**Exercise data:**

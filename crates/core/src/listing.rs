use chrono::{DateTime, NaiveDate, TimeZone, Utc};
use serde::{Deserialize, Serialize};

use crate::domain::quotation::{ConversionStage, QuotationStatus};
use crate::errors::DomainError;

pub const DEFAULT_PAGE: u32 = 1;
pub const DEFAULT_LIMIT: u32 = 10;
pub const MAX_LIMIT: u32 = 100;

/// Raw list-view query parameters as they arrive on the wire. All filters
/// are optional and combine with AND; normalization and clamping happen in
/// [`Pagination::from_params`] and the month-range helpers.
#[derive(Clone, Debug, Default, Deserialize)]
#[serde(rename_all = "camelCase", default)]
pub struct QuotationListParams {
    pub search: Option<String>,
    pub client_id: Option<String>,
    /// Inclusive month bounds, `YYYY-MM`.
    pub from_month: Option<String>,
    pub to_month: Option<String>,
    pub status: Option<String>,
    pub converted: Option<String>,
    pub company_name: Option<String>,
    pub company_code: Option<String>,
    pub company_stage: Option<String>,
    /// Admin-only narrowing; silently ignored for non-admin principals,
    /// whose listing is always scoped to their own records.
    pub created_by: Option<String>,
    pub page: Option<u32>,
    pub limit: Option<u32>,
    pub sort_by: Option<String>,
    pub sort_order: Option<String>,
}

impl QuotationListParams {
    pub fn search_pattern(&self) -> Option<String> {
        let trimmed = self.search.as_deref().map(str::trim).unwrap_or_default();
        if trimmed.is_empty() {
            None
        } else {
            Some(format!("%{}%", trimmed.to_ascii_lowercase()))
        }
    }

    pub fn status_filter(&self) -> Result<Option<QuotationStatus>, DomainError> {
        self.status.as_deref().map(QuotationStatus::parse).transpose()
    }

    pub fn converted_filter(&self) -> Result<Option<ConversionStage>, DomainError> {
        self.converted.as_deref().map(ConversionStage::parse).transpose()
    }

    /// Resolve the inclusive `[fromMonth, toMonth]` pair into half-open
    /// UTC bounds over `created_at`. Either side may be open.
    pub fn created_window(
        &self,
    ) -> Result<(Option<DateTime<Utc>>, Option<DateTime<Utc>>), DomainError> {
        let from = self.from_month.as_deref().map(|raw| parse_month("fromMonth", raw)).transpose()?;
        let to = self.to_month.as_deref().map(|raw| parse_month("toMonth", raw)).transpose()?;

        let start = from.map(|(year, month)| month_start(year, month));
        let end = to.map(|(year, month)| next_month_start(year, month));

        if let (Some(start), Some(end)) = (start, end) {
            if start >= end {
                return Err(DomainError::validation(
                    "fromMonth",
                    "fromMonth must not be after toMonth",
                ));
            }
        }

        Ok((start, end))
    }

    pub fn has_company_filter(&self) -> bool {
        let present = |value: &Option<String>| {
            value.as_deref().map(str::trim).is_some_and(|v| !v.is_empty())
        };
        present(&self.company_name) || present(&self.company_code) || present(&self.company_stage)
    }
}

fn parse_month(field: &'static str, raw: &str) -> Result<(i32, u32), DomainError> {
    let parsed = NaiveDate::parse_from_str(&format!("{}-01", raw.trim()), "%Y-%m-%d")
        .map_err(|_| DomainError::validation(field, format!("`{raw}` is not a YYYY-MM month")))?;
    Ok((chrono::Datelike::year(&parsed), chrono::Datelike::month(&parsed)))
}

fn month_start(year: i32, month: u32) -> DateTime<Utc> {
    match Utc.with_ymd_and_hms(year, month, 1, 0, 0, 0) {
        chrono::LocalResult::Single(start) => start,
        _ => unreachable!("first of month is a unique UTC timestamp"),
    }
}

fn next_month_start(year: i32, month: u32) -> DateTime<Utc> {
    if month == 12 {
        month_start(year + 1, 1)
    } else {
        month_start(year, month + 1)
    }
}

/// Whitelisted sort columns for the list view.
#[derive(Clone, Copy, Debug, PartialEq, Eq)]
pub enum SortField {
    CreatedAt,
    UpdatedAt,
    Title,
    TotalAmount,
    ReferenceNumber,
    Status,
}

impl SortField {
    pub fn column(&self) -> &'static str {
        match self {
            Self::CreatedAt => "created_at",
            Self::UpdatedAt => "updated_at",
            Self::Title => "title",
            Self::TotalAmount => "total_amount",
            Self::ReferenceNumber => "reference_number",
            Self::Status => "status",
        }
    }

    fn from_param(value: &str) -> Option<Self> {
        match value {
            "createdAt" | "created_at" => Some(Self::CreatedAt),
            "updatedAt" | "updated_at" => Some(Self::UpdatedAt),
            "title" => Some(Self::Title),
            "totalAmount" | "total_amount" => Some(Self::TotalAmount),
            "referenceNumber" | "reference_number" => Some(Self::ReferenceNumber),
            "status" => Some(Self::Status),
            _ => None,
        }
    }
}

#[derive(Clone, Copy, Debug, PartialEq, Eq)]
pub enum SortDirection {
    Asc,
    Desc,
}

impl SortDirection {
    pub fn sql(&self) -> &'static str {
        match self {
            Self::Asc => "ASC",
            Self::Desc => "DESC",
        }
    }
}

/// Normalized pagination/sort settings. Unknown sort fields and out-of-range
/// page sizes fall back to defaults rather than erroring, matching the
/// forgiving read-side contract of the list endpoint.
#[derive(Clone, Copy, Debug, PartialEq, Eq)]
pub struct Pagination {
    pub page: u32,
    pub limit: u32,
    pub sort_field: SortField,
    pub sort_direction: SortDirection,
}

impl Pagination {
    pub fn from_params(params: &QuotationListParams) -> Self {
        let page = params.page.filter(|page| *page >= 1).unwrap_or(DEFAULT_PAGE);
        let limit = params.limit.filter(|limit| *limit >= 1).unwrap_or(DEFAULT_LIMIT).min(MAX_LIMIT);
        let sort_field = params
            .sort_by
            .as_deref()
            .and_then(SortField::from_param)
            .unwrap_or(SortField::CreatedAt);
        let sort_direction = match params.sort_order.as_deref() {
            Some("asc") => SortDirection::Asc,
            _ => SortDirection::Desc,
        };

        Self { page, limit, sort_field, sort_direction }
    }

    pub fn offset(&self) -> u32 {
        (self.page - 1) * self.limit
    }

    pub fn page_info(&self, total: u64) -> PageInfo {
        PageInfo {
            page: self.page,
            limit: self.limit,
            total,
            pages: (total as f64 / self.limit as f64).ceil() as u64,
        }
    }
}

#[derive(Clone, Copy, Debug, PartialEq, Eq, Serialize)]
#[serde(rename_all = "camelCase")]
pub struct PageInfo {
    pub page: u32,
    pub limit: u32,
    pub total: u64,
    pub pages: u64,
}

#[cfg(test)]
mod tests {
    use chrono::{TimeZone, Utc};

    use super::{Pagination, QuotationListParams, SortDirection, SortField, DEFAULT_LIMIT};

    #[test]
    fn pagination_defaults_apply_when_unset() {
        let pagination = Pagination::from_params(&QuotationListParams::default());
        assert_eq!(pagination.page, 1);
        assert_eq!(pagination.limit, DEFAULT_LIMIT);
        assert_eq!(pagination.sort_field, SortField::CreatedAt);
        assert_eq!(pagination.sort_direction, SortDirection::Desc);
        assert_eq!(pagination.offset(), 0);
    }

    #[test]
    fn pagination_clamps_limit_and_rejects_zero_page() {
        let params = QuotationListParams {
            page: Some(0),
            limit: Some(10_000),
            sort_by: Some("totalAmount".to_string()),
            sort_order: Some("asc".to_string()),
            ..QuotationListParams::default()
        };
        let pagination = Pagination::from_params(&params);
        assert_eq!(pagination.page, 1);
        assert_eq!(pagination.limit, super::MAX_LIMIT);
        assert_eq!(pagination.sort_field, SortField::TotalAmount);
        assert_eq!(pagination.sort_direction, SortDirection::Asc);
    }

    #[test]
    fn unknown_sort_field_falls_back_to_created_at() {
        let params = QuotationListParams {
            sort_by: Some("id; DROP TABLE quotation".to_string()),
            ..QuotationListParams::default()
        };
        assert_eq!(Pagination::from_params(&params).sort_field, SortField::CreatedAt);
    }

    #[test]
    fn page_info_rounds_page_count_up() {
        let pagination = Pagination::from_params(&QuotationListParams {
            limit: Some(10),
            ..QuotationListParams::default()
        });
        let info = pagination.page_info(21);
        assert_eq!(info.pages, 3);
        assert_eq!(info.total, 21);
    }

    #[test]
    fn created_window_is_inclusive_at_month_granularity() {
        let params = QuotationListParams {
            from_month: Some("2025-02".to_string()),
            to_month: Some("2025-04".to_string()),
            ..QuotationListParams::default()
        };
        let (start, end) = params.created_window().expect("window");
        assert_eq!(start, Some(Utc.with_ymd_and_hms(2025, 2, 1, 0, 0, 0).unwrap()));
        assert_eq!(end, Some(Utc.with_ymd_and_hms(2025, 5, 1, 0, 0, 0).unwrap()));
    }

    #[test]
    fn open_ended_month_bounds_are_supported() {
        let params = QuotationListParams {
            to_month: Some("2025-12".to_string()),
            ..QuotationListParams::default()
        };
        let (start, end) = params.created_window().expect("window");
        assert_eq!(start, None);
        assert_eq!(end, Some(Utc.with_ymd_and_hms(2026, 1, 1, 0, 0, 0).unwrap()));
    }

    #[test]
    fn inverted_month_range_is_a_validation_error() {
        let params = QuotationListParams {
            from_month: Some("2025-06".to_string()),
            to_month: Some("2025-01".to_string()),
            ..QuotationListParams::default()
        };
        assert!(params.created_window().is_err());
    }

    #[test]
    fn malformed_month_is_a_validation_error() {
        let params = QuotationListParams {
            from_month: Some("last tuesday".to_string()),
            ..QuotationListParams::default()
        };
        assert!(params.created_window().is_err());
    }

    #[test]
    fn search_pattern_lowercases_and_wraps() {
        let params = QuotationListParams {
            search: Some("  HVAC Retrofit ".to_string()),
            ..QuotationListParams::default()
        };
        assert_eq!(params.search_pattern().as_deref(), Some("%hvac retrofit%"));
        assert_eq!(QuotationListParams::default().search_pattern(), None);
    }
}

...

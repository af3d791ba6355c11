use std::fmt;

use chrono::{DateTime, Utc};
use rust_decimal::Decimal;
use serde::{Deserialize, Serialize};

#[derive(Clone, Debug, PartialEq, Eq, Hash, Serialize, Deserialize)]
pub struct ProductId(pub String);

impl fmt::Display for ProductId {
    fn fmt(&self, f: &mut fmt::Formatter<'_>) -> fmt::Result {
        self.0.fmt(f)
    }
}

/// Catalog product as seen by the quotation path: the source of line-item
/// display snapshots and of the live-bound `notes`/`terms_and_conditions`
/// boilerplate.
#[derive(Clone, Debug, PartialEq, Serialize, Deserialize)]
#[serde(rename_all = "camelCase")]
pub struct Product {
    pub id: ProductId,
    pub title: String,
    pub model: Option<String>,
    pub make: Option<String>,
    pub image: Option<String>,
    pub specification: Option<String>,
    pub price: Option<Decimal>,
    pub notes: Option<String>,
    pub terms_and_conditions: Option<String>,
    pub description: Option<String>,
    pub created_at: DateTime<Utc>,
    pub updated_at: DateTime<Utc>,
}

**Activity:** Copy back the listing above exactly, but only from the line with "filename crates/core/src/listing.rs" through the line with "pub const DEFAULT_PAGE: u32 = 1;", both ends included.

**Your solution:**
filename crates/core/src/listing.rs
use chrono::{DateTime, NaiveDate, TimeZone, Utc};
use serde::{Deserialize, Serialize};

use crate::domain::quotation::{ConversionStage, QuotationStatus};
use crate::errors::DomainError;

pub const DEFAULT_PAGE: u32 = 1;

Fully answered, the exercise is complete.